Manifestations en Iran : « On a affaire à une demande de justice »
Depuis le 28 décembre dernier, une vague de protestation s’est répandue dans plusieurs dizaines de villes d’Iran. Pour Azadeh Kian*, sociologue franco-iranienne, il ne s’agit pas d’un début de révolution.
Tout est parti d’une manifestation organisée à Mashhad (Nord-Est), le 28 décembre. Depuis, les manifestations se multiplient, notamment pour dénoncer la politique d’austérité du président Hassan Rohani. Azadeh Kian, sociologue franco-iranienne, décrypte ce mouvement.
Jeune Afrique : À-t-on affaire à une révolution ?
Azadeh Kian : Ce n’est même pas un mouvement social. Les slogans sont très divers, il n’y a pas un programme politique. Des jeunes issus des classes populaires sont en colère et cassent. Les revendications sont tout à fait légitimes : contre les inégalités sociales flagrantes, contre la corruption, contre une minorité qui accapare les revenus pétroliers. Mais pour une révolution il faut plusieurs générations, plusieurs groupes sociaux, plusieurs millions de personnes. Or les manifestants étaient quelques centaines tout au plus. Au tout début, on a vu un certain nombre de retraités et d’ouvriers. Si les manifestations n’avaient pas dégénéré en affrontements, les classes moyennes auraient pu être attirées. Ces dernières sont également mécontentes, mais elles rejettent la violence. Six jours après le début des événements, elles n’étaient toujours pas descendues dans la rue.
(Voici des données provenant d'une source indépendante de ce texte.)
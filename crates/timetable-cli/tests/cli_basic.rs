//! Basic CLI E2E tests.
//!
//! Tests invoke the built binary against a temporary data directory and
//! verify outputs.

use std::path::Path;
use std::process::Command;

/// Run a CLI command and return (stdout, stderr, exit code).
fn run_cli(dir: &Path, args: &[&str]) -> (String, String, i32) {
    let output = Command::new(env!("CARGO_BIN_EXE_timetable-cli"))
        .args(args)
        .env("TIMETABLE_DATA_DIR", dir)
        .env_remove("TIMETABLE_LOG")
        .output()
        .expect("Failed to execute CLI command");

    let stdout = String::from_utf8_lossy(&output.stdout).to_string();
    let stderr = String::from_utf8_lossy(&output.stderr).to_string();
    let code = output.status.code().unwrap_or(-1);

    (stdout, stderr, code)
}

/// Run a CLI command and expect success.
fn run_cli_success(dir: &Path, args: &[&str]) -> String {
    let (stdout, stderr, code) = run_cli(dir, args);
    assert_eq!(code, 0, "CLI command failed: {:?}\n{}", args, stderr);
    stdout
}

fn parse_json(json: &str) -> serde_json::Value {
    serde_json::from_str(json).expect("Failed to parse JSON output")
}

#[test]
fn test_generate_refuses_without_subjects() {
    let dir = tempfile::tempdir().unwrap();
    let (_, stderr, code) = run_cli(dir.path(), &["schedule", "generate"]);
    assert_eq!(code, 1);
    assert!(stderr.contains("no study hours requested"), "stderr: {stderr}");
    assert!(!dir.path().join("state.json").exists());
}

#[test]
fn test_subject_lifecycle() {
    let dir = tempfile::tempdir().unwrap();
    let id = run_cli_success(dir.path(), &["subject", "add", "Math", "--hours", "2", "--priority", "high"]);
    let id = id.trim();

    let list = parse_json(&run_cli_success(dir.path(), &["subject", "list", "--json"]));
    assert_eq!(list[0]["name"], "Math");
    assert_eq!(list[0]["hours_per_day"], 2);
    assert_eq!(list[0]["priority"], 3);

    run_cli_success(dir.path(), &["subject", "edit", id, "--hours", "4"]);
    let list = parse_json(&run_cli_success(dir.path(), &["subject", "list", "--json"]));
    assert_eq!(list[0]["hours_per_day"], 4);

    run_cli_success(dir.path(), &["subject", "remove", id]);
    let list = parse_json(&run_cli_success(dir.path(), &["subject", "list", "--json"]));
    assert_eq!(list.as_array().unwrap().len(), 0);
}

#[test]
fn test_generate_show_toggle_stats() {
    let dir = tempfile::tempdir().unwrap();
    run_cli_success(dir.path(), &["config", "set", "scheduler.seed", "1"]);
    run_cli_success(dir.path(), &["subject", "add", "Math", "--hours", "2", "--priority", "high"]);
    run_cli_success(dir.path(), &["schedule", "generate"]);

    let day = parse_json(&run_cli_success(dir.path(), &["schedule", "show", "--day", "Mon"]));
    let slots = day.as_array().unwrap();
    assert_eq!(slots.len(), 20);
    assert_eq!(slots[0]["assigned"], "Fajr");
    let study = slots
        .iter()
        .position(|s| s["assigned"] == "Math")
        .expect("Math scheduled");

    let toggled = parse_json(&run_cli_success(
        dir.path(),
        &["schedule", "toggle", "Mon", &study.to_string()],
    ));
    assert_eq!(toggled["is_completed"], true);

    let stats = parse_json(&run_cli_success(dir.path(), &["stats", "--day", "Mon"]));
    assert_eq!(stats["daily_completion_rate"], 50.0);
    assert_eq!(stats["weekly_completed_hours"], 1);
    assert_eq!(stats["weekly_target_hours"], 14);
    assert_eq!(stats["subjects"][0]["completed_hours"], 1);
}

#[test]
fn test_toggle_obligation_is_no_change() {
    let dir = tempfile::tempdir().unwrap();
    run_cli_success(dir.path(), &["subject", "add", "Math", "--hours", "1"]);
    run_cli_success(dir.path(), &["schedule", "generate"]);

    let out = run_cli_success(dir.path(), &["schedule", "toggle", "Mon", "0"]);
    assert_eq!(out.trim(), "no change");
    let out = run_cli_success(dir.path(), &["schedule", "assign", "Mon", "99", "Math"]);
    assert_eq!(out.trim(), "no change");
}

#[test]
fn test_assign_free_clears_completion() {
    let dir = tempfile::tempdir().unwrap();
    run_cli_success(dir.path(), &["subject", "add", "Math", "--hours", "1"]);
    run_cli_success(dir.path(), &["schedule", "generate"]);

    let day = parse_json(&run_cli_success(dir.path(), &["schedule", "show", "--day", "Tue"]));
    let idx = day
        .as_array()
        .unwrap()
        .iter()
        .position(|s| s["assigned"] == "Math")
        .unwrap()
        .to_string();

    run_cli_success(dir.path(), &["schedule", "toggle", "Tue", &idx]);
    let slot = parse_json(&run_cli_success(dir.path(), &["schedule", "assign", "Tue", &idx, "Free"]));
    assert_eq!(slot["assigned"], "Free");
    assert_eq!(slot["is_completed"], false);
}

#[test]
fn test_select_changes_default_day() {
    let dir = tempfile::tempdir().unwrap();
    run_cli_success(dir.path(), &["config", "set", "week.days", r#"["Fri"]"#]);
    run_cli_success(dir.path(), &["subject", "add", "Math", "--hours", "1"]);
    run_cli_success(dir.path(), &["schedule", "generate"]);

    let monday = parse_json(&run_cli_success(dir.path(), &["schedule", "show"]));
    assert_eq!(monday.as_array().unwrap().len(), 0);

    run_cli_success(dir.path(), &["schedule", "select", "friday"]);
    let friday = parse_json(&run_cli_success(dir.path(), &["schedule", "show"]));
    assert_eq!(friday.as_array().unwrap().len(), 20);
}

#[test]
fn test_config_get_set_reset() {
    let dir = tempfile::tempdir().unwrap();
    let out = run_cli_success(dir.path(), &["config", "get", "scheduler.max_consecutive_same_subject"]);
    assert_eq!(out.trim(), "3");

    run_cli_success(dir.path(), &["config", "set", "window.start_hour", "6"]);
    let out = run_cli_success(dir.path(), &["config", "get", "window.start_hour"]);
    assert_eq!(out.trim(), "6");

    let (_, _, code) = run_cli(dir.path(), &["config", "set", "window.start_hour", "25"]);
    assert_eq!(code, 1);

    run_cli_success(dir.path(), &["config", "reset"]);
    let out = run_cli_success(dir.path(), &["config", "get", "window.start_hour"]);
    assert_eq!(out.trim(), "4");
}

#[test]
fn test_invalid_day_is_rejected() {
    let dir = tempfile::tempdir().unwrap();
    let (_, _, code) = run_cli(dir.path(), &["schedule", "show", "--day", "Funday"]);
    assert_ne!(code, 0);
}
Le gouvernement est-il en mesure de mener des réformes ?
Rohani a été trop prudent. Il aurait dû profiter de la situation pour dire haut et fort qu’il ne contrôle qu’une petite partie de l’économie, dénoncer les institutions et les fondations religieuses des Gardiens, lesquels ont imposé leur mainmise sur l’économie. Il faut qu’il soit franc au moins avec ses électeurs, qu’il leur dise : « J’essaie, mais ils ne me laissent pas faire. » Il s’est contenté d’accuser l’étranger. Le gouvernement a bien baissé les prix des denrées alimentaires. Mais ces mesurettes ne suffiront pas.
L’effritement de la base populaire du régime peut-elle le menacer à terme ?
On peut s’attendre à un essoufflement du mouvement. Ce qui ne veut pas dire que les revendications vont disparaître. Aujourd’hui, la base du régime est constituée de ceux qui profitent de la manne pétrolière. Les deux tiers du budget sont affectés à tout un tas d’institutions et de fondations des Gardiens de la révolution. Qui ont privatisé l’État. Le régime islamique n’est plus un régime révolutionnaire, mais la population l’est encore. Les Iraniens ont pris à la lettre les idéaux révolutionnaires, davantage que le régime lui-même. Nous avons affaire à une demande de plus de justice.
*Auteure de L’Iran : un mouvement sans révolution ? La vague verte face au pouvoir mercanto-militariste, 2011.